La présomption d'innocence garantie par les art. 6 par. 2 CEDH et 32
al. 1
Cst. n'offre pas de protection plus étendue que celle contre
l'arbitraire
conférée par l'art. 9 Cst. Elle n'est invoquée avec succès que si le
recourant démontre qu'à l'issue d'une appréciation exempte
d'arbitraire de
l'ensemble des preuves, le juge aurait dû éprouver des doutes sérieux
et
irréductibles sur la culpabilité du prévenu (ATF 127 I 38 consid. 2
p. 40,
124 IV 86 consid. 2a p. 87/88; 120 Ia 31 consid. 2e p. 38, consid. 4b
p. 40).

3.
Le véhicule Ferrari 348 TS a été vu en circulation après le dépôt des
clefs
exigé par l'assurance. Si le verdict de culpabilité correspond à la
vérité,
C.________ devait avoir conservé secrètement au moins une clef
ordinaire de
ce véhicule et une clef magnétique de l'antivol électronique, et
possédé une
clef du garage, pour pouvoir les remettre à la conductrice observée
par le
témoin. A l'appui du recours de droit public, C.________ fait valoir
qu'il
n'existe aucune preuve de sa possession de l'une ou l'autre de ces
clefs, ni
donc de toutes les trois, dans le laps de temps en cause.

3.1 En ce qui concerne la clef ordinaire des portières et du contact,
les
experts consultés par l'assurance ont envisagé seulement un mode de
reproduction mécanique des exemplaires soumis à leur examen. Sans
équivoque,
leur compte-rendu exclut toute copie de ce genre. Cependant, dans un
rapport
daté du 9 février 2000, les enquêteurs ont expliqué de façon
détaillée qu'il
est possible de se procurer des clefs supplémentaires de véhicules
Ferrari
sans reproduction des clefs d'origine, en indiquant seulement un
numéro reçu
avec celles-ci. C.________ avait reçu le numéro S0571. Ces clefs sont
disponibles auprès de diverses maisons établies en Italie, sans qu'il
soit
nécessaire de s'adresser au constructeur Ferrari.
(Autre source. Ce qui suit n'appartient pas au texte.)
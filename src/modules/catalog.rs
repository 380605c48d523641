//! Standard booking-platform modules.

use crate::modules::{ModuleDescriptor, ModuleVersion};

pub const PROPERTIES: &str = "properties";
pub const BOOKINGS: &str = "bookings";
pub const RATES: &str = "rates";
pub const AVAILABILITY: &str = "availability";
pub const QUOTES: &str = "quotes";
pub const MESSAGING: &str = "messaging";
pub const WEBHOOKS: &str = "webhooks";

const STANDARD: &[(&str, ModuleVersion, &str)] = &[
    (PROPERTIES, ModuleVersion::V2, "properties"),
    (BOOKINGS, ModuleVersion::V2, "reservations/bookings"),
    (RATES, ModuleVersion::Both, "rates"),
    (AVAILABILITY, ModuleVersion::V2, "availability"),
    (QUOTES, ModuleVersion::V2, "quote"),
    (MESSAGING, ModuleVersion::V2, "messaging"),
    (WEBHOOKS, ModuleVersion::V1, "webhooks"),
];

/// Descriptors for every standard module.
pub fn standard_modules() -> Vec<ModuleDescriptor> {
    STANDARD
        .iter()
        .map(|(name, version, base)| ModuleDescriptor::new(*name, *version, *base))
        .collect()
}

/// Look up one standard descriptor by name.
pub fn standard_module(name: &str) -> Option<ModuleDescriptor> {
    STANDARD
        .iter()
        .find(|(n, _, _)| *n == name)
        .map(|(name, version, base)| ModuleDescriptor::new(*name, *version, *base))
}
//! Resilient request orchestration for a booking-platform REST API.

pub mod config;
pub mod error;
pub mod http;
pub mod modules;
pub mod observability;
pub mod orchestrator;
pub mod resilience;
pub mod security;

pub use config::GatewayConfig;
pub use error::{ErrorKind, OperationError, OperationResult};
pub use http::{ApiVersion, RequestExecutor, RequestOptions};
pub use modules::{ApiModule, ModuleDescriptor, ModuleVersion};
pub use orchestrator::{BatchOperation, HealthReport, Orchestrator, TransactionStep};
Par ailleurs, selon
des
indications que les enquêteurs ont obtenues auprès d'entreprises
spécialisées, il existe aussi un procédé de reproduction de clefs par
faisceau laser, sans contact d'un pointeur sur l'exemplaire à copier.
Au
regard de cette situation, le compte-rendu des experts n'exclut
aucunement
l'existence d'une quatrième clef du véhicule présentement concerné.
Interrogé le 10 janvier 2000 par les enquêteurs, l'exploitant de la
maison
qui a installé l'antivol électronique de ce véhicule a aussi fourni
des
explications. Il a déclaré que des clefs magnétiques vierges peuvent
être
achetées sans difficulté auprès du fournisseur Bosch, et que le mode
d'emploi
de la clef maîtresse permettant de programmer ces clefs vierges est
fourni au
client sur simple demande. Lors de son audition du 7 mars suivant,
C.________
n'a pas contesté avoir reçu ce mode d'emploi par l'intermédiaire de
l'agent
Ferrari, après qu'il avait insisté pour l'obtenir; il a seulement
déclaré ne
pas s'en souvenir. Ainsi, il est permis de supposer qu'il a créé
lui-même une
clef magnétique supplémentaire.
Le locataire du garage dissimulait sa réelle identité. Il a indiqué
deux
adresses, à Zurich et Yverdon, et demandé l'envoi des clefs par la
poste.
L'enquête n'a pas permis de déterminer comment il a agi pour recevoir
divers
envois, en particulier celui des clefs, sans disposer d'une boîte aux
lettres
au lieu de destination. Il est toutefois constant qu'il a reçu le
bail,
également par la poste, puisqu'il en a renvoyé un exemplaire; il lui
était
donc aussi possible de recevoir les clefs. Par ailleurs, rien
n'exclut que ce
locataire fût C.________.

3.2 Ces hypothèses relatives aux clefs ne constituent certes pas des
preuves
à l'appui de l'accusation; il en ressort seulement que les obscurités
ou
incertitudes mises en évidence par le recourant, à leur sujet, ne
suffisent
pas à susciter un doute sérieux quant à sa culpabilité. Celle-ci est
établie
surtout par l'empreinte digitale trouvée sur le bail du garage, qui
permet de
lui imputer la possession de ce local et du véhicule qui s'y
trouvait. On a
envisagé que le recourant ait apposé cette empreinte lorsque les
enquêteurs
lui ont présenté le bail et les autres documents remis par la
gérance. Le
Juge d'instruction a entendu ces agents en qualité de témoins, le 22
juin
2001, à propos de cette éventualité; ils ont déclaré que le document
original, reçu de la police bernoise le 21 juillet 1999, a été
transmis sans
délai au service d'identification judiciaire qui l'a ensuite
conservé; ils
ont eux-mêmes usé de copies lors des interrogatoires du prévenu. Ils
ont
aussi expliqué pourquoi, dans un de leurs premiers rapports, ils ont
indiqué
que le document ne présentait aucune trace exploitable. Dans ces
conditions,
l'empreinte constitue une preuve concluante et indiscutable.
Par ailleurs, un indice pertinent de culpabilité consiste dans
l'absence de
toute effraction ou intervention sur le contact et les antivols du
véhicule,
alors qu'en raison de la configuration de l'emplacement où celui-ci a
prétendument disparu, selon des constatations de l'assurance que le
recourant
n'a pas sérieusement mises en doute, il était impossible au voleur
supposé
d'emmener l'engin autrement qu'en le conduisant. On peut ainsi
valablement
retenir que la déclaration de vol était mensongère.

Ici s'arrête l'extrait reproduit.